_Provided data:_
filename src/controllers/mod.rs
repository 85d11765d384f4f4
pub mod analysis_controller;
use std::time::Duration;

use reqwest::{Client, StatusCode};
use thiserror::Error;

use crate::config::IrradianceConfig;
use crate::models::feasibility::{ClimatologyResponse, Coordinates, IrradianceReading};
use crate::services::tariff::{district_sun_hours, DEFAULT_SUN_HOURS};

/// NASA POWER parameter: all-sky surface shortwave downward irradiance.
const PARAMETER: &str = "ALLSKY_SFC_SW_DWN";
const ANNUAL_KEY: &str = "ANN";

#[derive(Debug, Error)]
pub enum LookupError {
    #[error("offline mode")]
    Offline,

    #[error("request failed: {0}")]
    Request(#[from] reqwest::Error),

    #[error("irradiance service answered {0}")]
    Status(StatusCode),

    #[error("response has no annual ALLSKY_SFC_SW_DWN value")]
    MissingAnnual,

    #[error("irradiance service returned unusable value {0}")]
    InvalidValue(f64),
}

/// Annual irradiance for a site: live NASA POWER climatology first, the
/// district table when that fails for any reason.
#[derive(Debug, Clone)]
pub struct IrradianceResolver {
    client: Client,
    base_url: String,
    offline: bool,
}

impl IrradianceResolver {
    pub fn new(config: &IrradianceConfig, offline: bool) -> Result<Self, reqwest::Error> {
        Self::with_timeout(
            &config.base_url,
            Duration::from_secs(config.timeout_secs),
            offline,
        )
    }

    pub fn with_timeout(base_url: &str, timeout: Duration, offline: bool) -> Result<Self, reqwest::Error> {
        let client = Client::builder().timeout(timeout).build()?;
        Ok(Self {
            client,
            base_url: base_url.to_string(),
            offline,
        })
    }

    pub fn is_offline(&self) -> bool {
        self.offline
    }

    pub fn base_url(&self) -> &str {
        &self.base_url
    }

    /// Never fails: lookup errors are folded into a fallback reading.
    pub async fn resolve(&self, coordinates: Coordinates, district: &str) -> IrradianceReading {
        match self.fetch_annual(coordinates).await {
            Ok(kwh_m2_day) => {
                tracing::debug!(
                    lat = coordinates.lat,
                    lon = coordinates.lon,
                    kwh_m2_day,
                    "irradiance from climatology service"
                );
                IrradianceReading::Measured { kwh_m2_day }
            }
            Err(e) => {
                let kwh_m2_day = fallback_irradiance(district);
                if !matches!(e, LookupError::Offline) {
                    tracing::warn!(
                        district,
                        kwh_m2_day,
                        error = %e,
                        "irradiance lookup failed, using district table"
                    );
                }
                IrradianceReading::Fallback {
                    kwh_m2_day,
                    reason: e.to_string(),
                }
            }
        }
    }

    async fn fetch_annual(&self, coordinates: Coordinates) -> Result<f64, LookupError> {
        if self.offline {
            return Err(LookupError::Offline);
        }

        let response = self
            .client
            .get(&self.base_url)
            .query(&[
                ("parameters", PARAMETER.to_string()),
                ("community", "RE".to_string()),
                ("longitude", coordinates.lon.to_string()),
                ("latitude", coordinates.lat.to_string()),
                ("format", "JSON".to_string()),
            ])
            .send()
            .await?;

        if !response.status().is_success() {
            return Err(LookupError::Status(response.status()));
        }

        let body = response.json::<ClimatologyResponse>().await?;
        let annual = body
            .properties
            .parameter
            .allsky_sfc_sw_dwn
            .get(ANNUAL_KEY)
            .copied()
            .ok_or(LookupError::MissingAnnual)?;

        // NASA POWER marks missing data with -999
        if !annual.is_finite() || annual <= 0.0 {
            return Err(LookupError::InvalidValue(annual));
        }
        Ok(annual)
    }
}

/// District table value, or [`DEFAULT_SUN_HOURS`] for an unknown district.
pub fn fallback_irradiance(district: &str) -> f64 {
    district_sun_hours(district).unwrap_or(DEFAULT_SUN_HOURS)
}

_Problem:_ The response should be the lines from the one containing "district_sun_hours(district).unwrap_or(DEFAULT_SUN_HOURS)" through the last line of the data, set down exactly and with no other line.

_Written response:_
    district_sun_hours(district).unwrap_or(DEFAULT_SUN_HOURS)
}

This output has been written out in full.